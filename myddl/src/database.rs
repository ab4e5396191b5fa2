use crate::{
    error::Result,
    schema::naming::{quote_ident, validate_name},
    DatabaseOptions, State, Table,
};

/// A named set of tables
#[derive(Debug, Clone, PartialEq)]
pub struct Database {
    name: String,
    options: DatabaseOptions,
    tables: Vec<Table>,
    state: State,
}

impl Database {
    pub fn new(name: &str) -> Result<Self> {
        Self::with_options(name, DatabaseOptions::default())
    }

    pub fn with_options(name: &str, options: DatabaseOptions) -> Result<Self> {
        validate_name("database", name)?;
        options.validate()?;

        Ok(Self {
            name: name.into(),
            options,
            tables: Vec::new(),
            state: State::Mutable,
        })
    }

    pub fn name(&self) -> &str {
        &self.name
    }

    pub fn options(&self) -> &DatabaseOptions {
        &self.options
    }

    pub fn state(&self) -> State {
        self.state
    }

    pub fn is_frozen(&self) -> bool {
        self.state == State::Immutable
    }

    pub fn tables(&self) -> &[Table] {
        &self.tables
    }

    pub fn table(&self, name: &str) -> Option<&Table> {
        self.tables.iter().find(|t| t.name() == name)
    }

    pub fn freeze(&mut self) {
        if self.state == State::Mutable {
            log::trace!("Freeze database `{}`", self.name);
            self.state = State::Immutable;
        }
    }

    /// Attach a table and freeze it.
    ///
    /// Every foreign key must reference a table already in the database, or
    /// the table itself, and existing columns of it.
    ///
    /// # Examples
    ///
    /// ```
    /// use myddl::{schema::Column, Database, Table};
    ///
    /// let mut table = Table::new("user").unwrap();
    /// table.add_column(Column::integer("id", "int").unwrap()).unwrap();
    ///
    /// let mut db = Database::new("app").unwrap();
    /// db.add_table(table).unwrap();
    ///
    /// assert!(db.table("user").unwrap().is_frozen());
    /// assert_eq!(
    ///     db.build_create(),
    ///     "CREATE DATABASE IF NOT EXISTS `app` DEFAULT CHARACTER SET utf8 COLLATE utf8_general_ci;"
    /// );
    /// ```
    pub fn add_table(&mut self, mut table: Table) -> Result<&mut Self> {
        if self.is_frozen() {
            return Err(crate::error::immutable!("database", self.name));
        }

        if self.table(table.name()).is_some() {
            return Err(crate::error::already_set!("table", table.name()));
        }

        for fk in table.foreign_keys() {
            let parent = if fk.parent_table() == table.name() {
                &table
            } else {
                self.table(fk.parent_table())
                    .ok_or_else(|| crate::error::not_set!("table", fk.parent_table()))?
            };

            if let Some(column) = fk
                .parent_columns()
                .iter()
                .find(|c| parent.column(c).is_none())
            {
                return Err(crate::error::not_set!(
                    "column",
                    format!("{}.{}", parent.name(), column)
                ));
            }
        }

        table.freeze();
        log::trace!("Add table `{}` to database `{}`", table.name(), self.name);
        self.tables.push(table);

        Ok(self)
    }

    /// `CREATE DATABASE IF NOT EXISTS ...;`
    pub fn build_create(&self) -> String {
        let sql = format!(
            "CREATE DATABASE IF NOT EXISTS {} DEFAULT CHARACTER SET {} COLLATE {};",
            quote_ident(&self.name),
            self.options.charset,
            self.options.collation
        );
        log::trace!("Build `{}`", sql);

        sql
    }

    /// `DROP DATABASE IF EXISTS ...;`
    pub fn build_drop(&self) -> String {
        format!("DROP DATABASE IF EXISTS {};", quote_ident(&self.name))
    }

    /// `CREATE TABLE` statements in insertion order, parents before children
    pub fn build_create_tables(&self) -> Vec<String> {
        self.tables.iter().map(|t| t.build_create()).collect()
    }
}
//! Tool dispatch: maps a tool name plus JSON arguments onto the engine.

use axum::http::StatusCode;
use axum::response::{IntoResponse, Response};
use axum::Json;
use serde::{Deserialize, Serialize};
use serde_json::Value;
use std::time::Duration;
use thiserror::Error;
use trendwatch_core::{Error as CoreError, SearchEngine, SearchResult, VideoRecord};

/// The closed set of operations callers may invoke.
#[derive(Debug, Clone, PartialEq, Eq)]
pub enum ToolCall {
    Search { query: String, limit: usize },
    Fetch { id: String },
}

#[derive(Debug, Serialize)]
#[serde(untagged)]
pub enum ToolOutput {
    Search(SearchResult),
    Fetch(VideoRecord),
}

/// Limits applied while parsing arguments.
#[derive(Debug, Clone, Copy)]
pub struct Limits {
    pub default_limit: usize,
    pub max_limit: usize,
}

#[derive(Deserialize)]
#[serde(deny_unknown_fields)]
struct SearchArgs {
    query: String,
    #[serde(default)]
    limit: Option<i64>,
}

#[derive(Deserialize)]
#[serde(deny_unknown_fields)]
struct FetchArgs {
    id: String,
}

/// Boundary error: a stable code, a message and the HTTP status to send.
#[derive(Error, Debug, Clone, PartialEq, Eq)]
#[error("{code}: {message}")]
pub struct ToolError {
    pub status: StatusCode,
    pub code: &'static str,
    pub message: String,
}

impl ToolError {
    pub fn new(status: StatusCode, code: &'static str, message: impl Into<String>) -> Self {
        Self { status, code, message: message.into() }
    }

    pub fn invalid(message: impl Into<String>) -> Self {
        Self::new(StatusCode::BAD_REQUEST, "invalid_argument", message)
    }

    pub fn unauthorized(message: impl Into<String>) -> Self {
        Self::new(StatusCode::UNAUTHORIZED, "unauthorized", message)
    }
}

impl From<CoreError> for ToolError {
    fn from(e: CoreError) -> Self {
        let message = e.to_string();
        match e {
            CoreError::InvalidArgument(_) => Self::invalid(message),
            CoreError::NotFound(_) => Self::new(StatusCode::NOT_FOUND, "not_found", message),
            CoreError::ToolNotFound(_) => Self::new(StatusCode::NOT_FOUND, "tool_not_found", message),
            CoreError::CorruptDataset { .. } => {
                Self::new(StatusCode::UNPROCESSABLE_ENTITY, "corrupt_dataset", message)
            }
            CoreError::IndexMismatch { .. } => Self::new(StatusCode::CONFLICT, "index_mismatch", message),
            CoreError::SourceUnavailable(_) => {
                Self::new(StatusCode::SERVICE_UNAVAILABLE, "source_unavailable", message)
            }
            CoreError::AlreadyRunning(_) => Self::new(StatusCode::CONFLICT, "already_running", message),
            CoreError::EmptyResult { .. } => Self::new(StatusCode::UNPROCESSABLE_ENTITY, "empty_result", message),
            CoreError::Cancelled => Self::new(StatusCode::SERVICE_UNAVAILABLE, "cancelled", message),
            CoreError::Io(_) => Self::new(StatusCode::INTERNAL_SERVER_ERROR, "io", message),
        }
    }
}

impl IntoResponse for ToolError {
    fn into_response(self) -> Response {
        let body = serde_json::json!({ "error": { "code": self.code, "message": self.message } });
        (self.status, Json(body)).into_response()
    }
}

impl ToolCall {
    /// Resolve `name` and validate `arguments`. Unknown names are `ToolNotFound`.
    pub fn parse(name: &str, arguments: Value, limits: Limits) -> Result<Self, ToolError> {
        let arguments = if arguments.is_null() { Value::Object(Default::default()) } else { arguments };
        match name {
            "search" => {
                let args: SearchArgs = serde_json::from_value(arguments)
                    .map_err(|e| ToolError::invalid(format!("search arguments: {e}")))?;
                let limit = match args.limit {
                    None => limits.default_limit,
                    Some(n) if n <= 0 => return Err(ToolError::invalid("limit must be positive")),
                    Some(n) => usize::try_from(n).unwrap_or(usize::MAX).min(limits.max_limit),
                };
                Ok(Self::Search { query: args.query, limit })
            }
            "fetch" => {
                let args: FetchArgs = serde_json::from_value(arguments)
                    .map_err(|e| ToolError::invalid(format!("fetch arguments: {e}")))?;
                Ok(Self::Fetch { id: args.id })
            }
            other => Err(CoreError::ToolNotFound(other.to_string()).into()),
        }
    }

    pub fn name(&self) -> &'static str {
        match self {
            Self::Search { .. } => "search",
            Self::Fetch { .. } => "fetch",
        }
    }

    pub fn execute(self, engine: &SearchEngine) -> Result<ToolOutput, ToolError> {
        match self {
            Self::Search { query, limit } => Ok(ToolOutput::Search(engine.search(&query, limit)?)),
            Self::Fetch { id } => Ok(ToolOutput::Fetch(engine.fetch(&id)?)),
        }
    }
}

/// Run `call` on the blocking pool, abandoning it after `timeout`.
///
/// Calls only read an immutable pair, so giving up on one leaves nothing
/// half-done.
pub async fn run(engine: SearchEngine, call: ToolCall, timeout: Duration) -> Result<ToolOutput, ToolError> {
    let name = call.name();
    run_blocking(name, timeout, move || call.execute(&engine)).await
}

async fn run_blocking<T, F>(name: &'static str, timeout: Duration, work: F) -> Result<T, ToolError>
where
    T: Send + 'static,
    F: FnOnce() -> Result<T, ToolError> + Send + 'static,
{
    let task = tokio::task::spawn_blocking(work);
    match tokio::time::timeout(timeout, task).await {
        Ok(Ok(out)) => out,
        Ok(Err(join)) => {
            tracing::error!(tool = name, error = %join, "tool task failed");
            Err(ToolError::new(StatusCode::INTERNAL_SERVER_ERROR, "internal", "tool execution failed"))
        }
        Err(_) => {
            tracing::warn!(tool = name, ?timeout, "tool call timed out");
            Err(ToolError::new(StatusCode::GATEWAY_TIMEOUT, "timeout", format!("{name} exceeded {timeout:?}")))
        }
    }
}

/// Tool descriptions served to callers.
pub fn catalog() -> Value {
    serde_json::json!({
        "tools": [
            {
                "name": "search",
                "description": "Keyword search over the current short-video dataset, ranked by matched words, then views, then recency.",
                "arguments": {
                    "query": { "type": "string", "required": true },
                    "limit": { "type": "integer", "required": false, "minimum": 1 }
                }
            },
            {
                "name": "fetch",
                "description": "Full metadata for one video by id.",
                "arguments": {
                    "id": { "type": "string", "required": true }
                }
            }
        ]
    })
}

....

Work instruction: The first line of the records and every line down to the line with "pub fn table(&self, name: &str)" must be quoted exactly; leave out all else.

Task result:
filename myddl/src/database.rs
repository ab4e5396191b5fa2
use crate::{
    error::Result,
    schema::naming::{quote_ident, validate_name},
    DatabaseOptions, State, Table,
};

/// A named set of tables
#[derive(Debug, Clone, PartialEq)]
pub struct Database {
    name: String,
    options: DatabaseOptions,
    tables: Vec<Table>,
    state: State,
}

impl Database {
    pub fn new(name: &str) -> Result<Self> {
        Self::with_options(name, DatabaseOptions::default())
    }

    pub fn with_options(name: &str, options: DatabaseOptions) -> Result<Self> {
        validate_name("database", name)?;
        options.validate()?;

        Ok(Self {
            name: name.into(),
            options,
            tables: Vec::new(),
            state: State::Mutable,
        })
    }

    pub fn name(&self) -> &str {
        &self.name
    }

    pub fn options(&self) -> &DatabaseOptions {
        &self.options
    }

    pub fn state(&self) -> State {
        self.state
    }

    pub fn is_frozen(&self) -> bool {
        self.state == State::Immutable
    }

    pub fn tables(&self) -> &[Table] {
        &self.tables
    }

    pub fn table(&self, name: &str) -> Option<&Table> {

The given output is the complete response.